Introducing Samsung AR Emoji SDK for Unity

Bo Huang

As a recap from the previous section, the AR Emoji from Samsung is a new technology to create 3D avatars representing yourself on your Samsung S10 phones or above. A 3D avatar is created by a process similar to taking a selfie and stored on your device each time you run the app. At the same time, we are also working on a Unity SDK to access these avatars so you can use them in your game.

You may be wondering, what’s big deal? What can you as a developer do with this and what benefits does it bring you?

This is a new innovation from Samsung for consumers to express themselves digitally. While self-expression via selfies is ubiquitous, photography is a medium artistically and technologically entirely different from video games. Our technology is among the first of its kind that bridges and connects self-expression to video games, opening a virgin territory previously unexplored in game design.
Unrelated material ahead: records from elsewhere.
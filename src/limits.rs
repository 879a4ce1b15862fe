/// レスポンスパーサーの制限設定
///
/// どれかを超えた時点でパースは失敗し、そのリクエストはエラーで終わる。
#[derive(Debug, Clone, PartialEq, Eq)]
pub struct ParserLimits {
    /// ステータス行とヘッダーブロックの合計最大サイズ (デフォルト: 256KB)
    pub max_header_size: usize,
    /// 最大ボディサイズ (デフォルト: 100MB)
    ///
    /// 展開前のサイズで判定する。
    pub max_body_size: usize,
    /// chunked のサイズ行とトレーラー行の最大長 (デフォルト: 1KB)
    pub max_chunk_line_size: usize,
}

impl Default for ParserLimits {
    fn default() -> Self {
        Self {
            max_header_size: 256 * 1024,
            max_body_size: 100 * 1024 * 1024,
            max_chunk_line_size: 1024,
        }
    }
}

impl ParserLimits {
    /// ヘッダーの上限を設定
    pub fn max_header_size(mut self, size: usize) -> Self {
        self.max_header_size = size;
        self
    }

    /// ボディの上限を設定
    pub fn max_body_size(mut self, size: usize) -> Self {
        self.max_body_size = size;
        self
    }

    /// chunked の行長の上限を設定
    pub fn max_chunk_line_size(mut self, size: usize) -> Self {
        self.max_chunk_line_size = size;
        self
    }
}

#[cfg(test)]
mod tests {
    use super::*;

    #[test]
    fn test_builder() {
        let limits = ParserLimits::default()
            .max_header_size(1024)
            .max_body_size(10)
            .max_chunk_line_size(16);
        assert_eq!(limits.max_header_size, 1024);
        assert_eq!(limits.max_body_size, 10);
        assert_eq!(limits.max_chunk_line_size, 16);
    }
}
Secondly, AR Emoji removes or reduces developers’ needs to author 3D character assets. Being 3D models like any other asset in game, developers can easily use them in place of characters designed by artists, which otherwise cost in the hundreds to thousands of dollars range each. And these 3D models are already rigged and skinned, which allows smooth animation and posing, and body parts swapping. The time your artist would have spent could instead be invested to beautiful and enhance other parts of your game.
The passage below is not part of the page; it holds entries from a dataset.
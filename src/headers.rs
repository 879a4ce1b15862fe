//! ヘッダーコレクション
//!
//! 挿入順を保持し、名前の大文字小文字を区別しないヘッダーの集合。
//! アプリケーション層が扱うテキスト形式 (`Name: value` を改行で区切ったもの) と相互変換できる。
//!
//! ```rust
//! use socket_http11::Headers;
//!
//! let mut headers = Headers::parse("Accept: */*\nX-Id: 1");
//! headers.set("x-id", "2");
//! assert_eq!(headers.get("X-ID"), Some("2"));
//! assert_eq!(headers.to_text(), "Accept: */*\nX-Id: 2");
//! ```

use core::fmt;

/// ヘッダーの集合
#[derive(Debug, Clone, Default, PartialEq, Eq)]
pub struct Headers {
    entries: Vec<(String, String)>,
}

impl Headers {
    /// 空のヘッダーを作成
    pub fn new() -> Self {
        Self::default()
    }

    /// テキスト形式のヘッダーをパース
    ///
    /// 空行とコロンのない行は無視する。
    pub fn parse(text: &str) -> Self {
        let entries = text
            .lines()
            .filter_map(|line| {
                let (name, value) = line.split_once(':')?;
                let name = name.trim();
                if name.is_empty() {
                    return None;
                }
                Some((name.to_string(), value.trim().to_string()))
            })
            .collect();
        Self { entries }
    }

    /// ヘッダー値を取得 (最初に一致したもの)
    pub fn get(&self, name: &str) -> Option<&str> {
        self.entries
            .iter()
            .find(|(n, _)| n.eq_ignore_ascii_case(name))
            .map(|(_, v)| v.as_str())
    }

    /// 指定した名前のヘッダー値をすべて取得
    pub fn get_all(&self, name: &str) -> Vec<&str> {
        self.entries
            .iter()
            .filter(|(n, _)| n.eq_ignore_ascii_case(name))
            .map(|(_, v)| v.as_str())
            .collect()
    }

    /// ヘッダーが存在するか確認
    pub fn has(&self, name: &str) -> bool {
        self.entries.iter().any(|(n, _)| n.eq_ignore_ascii_case(name))
    }

    /// ヘッダーを設定
    ///
    /// 既存のヘッダーがあれば最初の位置で値を置き換え、残りは削除する。
    pub fn set(&mut self, name: &str, value: &str) {
        match self
            .entries
            .iter()
            .position(|(n, _)| n.eq_ignore_ascii_case(name))
        {
            Some(pos) => {
                self.entries[pos].1 = value.to_string();
                let mut index = 0;
                self.entries.retain(|(n, _)| {
                    let keep = index <= pos || !n.eq_ignore_ascii_case(name);
                    index += 1;
                    keep
                });
            }
            None => self.append(name, value),
        }
    }

    /// ヘッダーを末尾に追加
    pub fn append(&mut self, name: &str, value: &str) {
        self.entries.push((name.to_string(), value.to_string()));
    }

    /// ヘッダーを先頭に追加
    pub fn prepend(&mut self, name: &str, value: &str) {
        self.entries.insert(0, (name.to_string(), value.to_string()));
    }

    /// 指定した名前のヘッダーをすべて削除
    pub fn remove(&mut self, name: &str) {
        self.entries.retain(|(n, _)| !n.eq_ignore_ascii_case(name));
    }

    /// ヘッダーを順に列挙
    pub fn iter(&self) -> impl Iterator<Item = (&str, &str)> {
        self.entries.iter().map(|(n, v)| (n.as_str(), v.as_str()))
    }

    /// ヘッダー数
    pub fn len(&self) -> usize {
        self.entries.len()
    }

    /// 空かどうか
    pub fn is_empty(&self) -> bool {
        self.entries.is_empty()
    }

    /// テキスト形式に変換
    pub fn to_text(&self) -> String {
        self.entries
            .iter()
            .map(|(n, v)| format!("{}: {}", n, v))
            .collect::<Vec<_>>()
            .join("\n")
    }

    /// 内部のペア列を取得
    pub fn as_slice(&self) -> &[(String, String)] {
        &self.entries
    }
}

impl fmt::Display for Headers {
    fn fmt(&self, f: &mut fmt::Formatter<'_>) -> fmt::Result {
        f.write_str(&self.to_text())
    }
}

impl From<Vec<(String, String)>> for Headers {
    fn from(entries: Vec<(String, String)>) -> Self {
        Self { entries }
    }
}

impl<N: Into<String>, V: Into<String>> FromIterator<(N, V)> for Headers {
    fn from_iter<I: IntoIterator<Item = (N, V)>>(iter: I) -> Self {
        Self {
            entries: iter
                .into_iter()
                .map(|(n, v)| (n.into(), v.into()))
                .collect(),
        }
    }
}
Thirdly, AR Emojis’ facial expression animates and smiles just as you are smiling into the camera. This is a facial animation and generation system that normally costs hundreds to tens of thousands of dollars to license.  With AR Emojis, such an animation system is now yours for free.

So as a game developer myself, I see significant value AR Emoji provides. Thus it’s my pleasure to share with you the technical slides we have presented at PAX Dev conference in Seattle recently. It presents a straight-forward API on accessing and using AR Emoji from your game, as well as authoring animations with our partner Adobe Mixamo.

And as always, please respond to this blog so we can answer your questions better.

Can’t wait to see your creations!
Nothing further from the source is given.